President Uchtdorf, he added, often refers to his wife as “the sunshine of my life.”
“Harriet draws people to her,” said Elder Andersen. “She has promoted German and American friendships, but in a much broader sense she has been an example of the Savior’s teachings for all of God’s children: Love one another as I have loved you.”
It’s been said that tones makes the music, Elder Andersen concluded.
“The tone of Harriet Uchtdorf is more pleasing than the strings of the Berlin Orchestra.”
Mr.

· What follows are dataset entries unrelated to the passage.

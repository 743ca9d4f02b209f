//! End-to-end tests: a full worker and scheduler over the in-memory bus and
//! backend, on a paused clock.

use std::sync::Arc;
use std::time::Duration;

use bytes::Bytes;
use frontier_worker::bus::find_fatal;
use frontier_worker::codec::{Codec, JsonCodec};
use frontier_worker::memory::{MemoryBackend, MemoryBus};
use frontier_worker::{
    BusClients, FrontierMessage, FrontierWorker, JobId, Lifecycle, Request, Response, WorkerConfig,
};

fn config() -> WorkerConfig {
    let mut config = WorkerConfig::default();
    config.incoming.poll_timeout = Duration::from_millis(200);
    config.scoring.poll_timeout = Duration::from_millis(200);
    config.max_next_requests = 16;
    config.outgoing_partitions = 2;
    config
}

fn publish(bus: &MemoryBus, topic: &str, message: FrontierMessage) {
    let payload = JsonCodec::new().encode(&message).unwrap();
    bus.append(topic, 0, Bytes::new(), payload).unwrap();
}

fn seeds(urls: &[&str]) -> FrontierMessage {
    FrontierMessage::AddSeeds {
        seeds: urls.iter().map(|u| Request::new(*u)).collect(),
    }
}

/// Requests published to one outgoing partition.
fn published_on(bus: &MemoryBus, config: &WorkerConfig, partition: u32) -> Vec<Request> {
    let codec = JsonCodec::new();
    bus.messages(&config.outgoing_topic, partition)
        .iter()
        .map(|m| codec.decode_request(&m.payload).unwrap())
        .collect()
}

/// Every request published to the outgoing topic, across partitions.
fn outgoing(bus: &MemoryBus, config: &WorkerConfig) -> Vec<(u32, Request)> {
    (0..config.outgoing_partitions)
        .flat_map(|partition| {
            published_on(bus, config, partition)
                .into_iter()
                .map(move |r| (partition, r))
        })
        .collect()
}

#[tokio::test(start_paused = true)]
async fn test_seeds_flow_into_published_batch() {
    let config = config();
    let bus = MemoryBus::new();
    let clients = BusClients::memory(&bus, &config);
    let backend = Arc::new(MemoryBackend::new(config.outgoing_partitions));
    let (worker, stats) = FrontierWorker::new(&config, clients, backend.clone());
    let (scheduler, handle) = worker.into_scheduler(&config);

    publish(
        &bus,
        &config.incoming_topic,
        seeds(&["https://example.com/", "https://example.org/a", "https://example.org/b"]),
    );
    let run = tokio::spawn(scheduler.run());

    // First batch runs at start on an empty frontier, the second one after
    // the batch delay.
    tokio::time::sleep(Duration::from_secs(65)).await;
    handle.drain().await.unwrap();
    run.await.unwrap().unwrap();

    let published = outgoing(&bus, &config);
    assert_eq!(published.len(), 3);
    assert_eq!(backend.queued_len(), 0);
    for (_, request) in &published {
        assert_eq!(request.job_id(), Some(JobId(0)));
    }

    // Same host, same partition.
    let org: Vec<u32> = published
        .iter()
        .filter(|(_, r)| r.url.contains("example.org"))
        .map(|(p, _)| *p)
        .collect();
    assert_eq!(org.len(), 2);
    assert_eq!(org[0], org[1]);

    let stats = stats.borrow().clone();
    assert_eq!(stats.batches_after_start, 2);
    assert_eq!(stats.last_batch_size, Some(3));
    assert!(stats.last_consumption_run.is_some());
}

#[tokio::test(start_paused = true)]
async fn test_job_id_switch_fences_old_results() {
    let config = config();
    let bus = MemoryBus::new();
    let clients = BusClients::memory(&bus, &config);
    let backend = Arc::new(MemoryBackend::new(config.outgoing_partitions));
    let (worker, stats) = FrontierWorker::new(&config, clients, backend.clone());
    let (scheduler, handle) = worker.into_scheduler(&config);

    publish(&bus, &config.scoring_topic, FrontierMessage::NewJobId { job_id: JobId(3) });
    let run = tokio::spawn(scheduler.run());
    tokio::time::sleep(Duration::from_secs(2)).await;
    assert_eq!(stats.borrow().job_id, JobId(3));

    for (url, job) in [("https://old.test/", 0), ("https://new.test/", 3)] {
        publish(
            &bus,
            &config.incoming_topic,
            FrontierMessage::PageCrawled {
                response: Response::new(Request::new(url).with_job_id(JobId(job)), 200),
                links: vec![Request::new(format!("{url}next"))],
            },
        );
    }
    tokio::time::sleep(Duration::from_secs(2)).await;
    handle.drain().await.unwrap();
    run.await.unwrap().unwrap();

    assert_eq!(backend.crawled_len(), 1);
    // Only the current generation's link was queued.
    assert_eq!(backend.queued_len(), 1);
}

#[tokio::test(start_paused = true)]
async fn test_saturated_partitions_are_skipped() {
    let config = config();
    let bus = MemoryBus::new();
    let clients = BusClients::memory(&bus, &config);
    let backend = Arc::new(MemoryBackend::new(config.outgoing_partitions));

    // Partition 0 already holds a full backlog nobody has consumed.
    for _ in 0..config.max_next_requests {
        bus.append(&config.outgoing_topic, 0, Bytes::new(), Bytes::new()).unwrap();
    }
    let urls: Vec<String> = (0..20).map(|i| format!("https://host{i}.test/")).collect();
    let url_refs: Vec<&str> = urls.iter().map(String::as_str).collect();
    publish(&bus, &config.incoming_topic, seeds(&url_refs));

    let (worker, _stats) = FrontierWorker::new(&config, clients, backend.clone());
    let (scheduler, handle) = worker.into_scheduler(&config);
    let run = tokio::spawn(scheduler.run());
    tokio::time::sleep(Duration::from_secs(65)).await;
    handle.drain().await.unwrap();
    run.await.unwrap().unwrap();

    // Nothing joined the backlog on partition 0.
    assert_eq!(
        bus.messages(&config.outgoing_topic, 0).len(),
        config.max_next_requests
    );
    let published = published_on(&bus, &config, 1);
    assert!(!published.is_empty());
    assert!(published.iter().all(|r| r.job_id() == Some(JobId(0))));
    // Hosts owned by partition 0 stay queued.
    assert_eq!(backend.queued_len(), 20 - published.len());
}

#[tokio::test(start_paused = true)]
async fn test_drain_reaches_stopped() {
    let config = config();
    let bus = MemoryBus::new();
    let clients = BusClients::memory(&bus, &config);
    let backend = Arc::new(MemoryBackend::new(config.outgoing_partitions));
    let (worker, _stats) = FrontierWorker::new(&config, clients, backend);
    let (scheduler, handle) = worker.into_scheduler(&config);
    let mut status = handle.watch();

    let run = tokio::spawn(scheduler.run());
    tokio::time::sleep(Duration::from_secs(1)).await;
    handle.drain().await.unwrap();

    status.wait_for(|s| s.lifecycle == Lifecycle::Stopped).await.unwrap();
    run.await.unwrap().unwrap();
}

#[tokio::test(start_paused = true)]
async fn test_bus_disconnect_stops_worker_with_error() {
    let config = config();
    let bus = MemoryBus::new();
    let clients = BusClients::memory(&bus, &config);
    let backend = Arc::new(MemoryBackend::new(config.outgoing_partitions));
    let (worker, _stats) = FrontierWorker::new(&config, clients, backend);
    let (scheduler, handle) = worker.into_scheduler(&config);

    let run = tokio::spawn(scheduler.run());
    tokio::time::sleep(Duration::from_secs(1)).await;
    bus.disconnect();

    let err = run.await.unwrap().unwrap_err();
    assert!(find_fatal(&err).is_some(), "{err:#}");
    assert_eq!(handle.status().lifecycle, Lifecycle::Stopped);
}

Neumann called Sister Uchtdorf “an unofficial emissary of Germany throughout the world” who never spares an opportunity “to speak highly of her home country of Germany.”
Sister Uchtdorf, he added, has dual German/U.S. citizenship making her “the perfect choice for the German-American Friendship Award.”
James T. Burton, Honorary Consul, Federal Republic of Germany, offered welcome remarks. His family’s personal association with Sister Uchtdorf has offered him glimpses of her true character.
“Despite the highly visible and prominent role that she plays within the Church, she is one who does not actually seek the spotlight,” he said. “Instead, she’s most comfortable making other people feel at ease.”
Sister Uchtdorf’s family paid tribute to their mother and grandmother with a musical presentation that included a humorous, heartfelt song written by the Uchtdorf family for the occasion.
President and Sister Uchtdorf’s daughter, Antje Uchtdorf Evans, and several grandchildren sang and played a variety of musical instruments, including a trio of recorders and a jazz clarinet solo.
In a brief introduction to their musical presentation, Sister Evans spoke of beloved family traditions such as gathering around the living room piano and singing together in German and English.
“Your love of music is contagious to us,” she told her mother.
In addition to President Eyring and Elder Andersen, guests at the event included Elder Dallin H. Oaks and Elder David A. Bednar of the Quorum of the Twelve Apostles and Bishop Gérald Caussé, the Presiding Bishop.
Also attending was Utah Gov. Gary R. Herbert.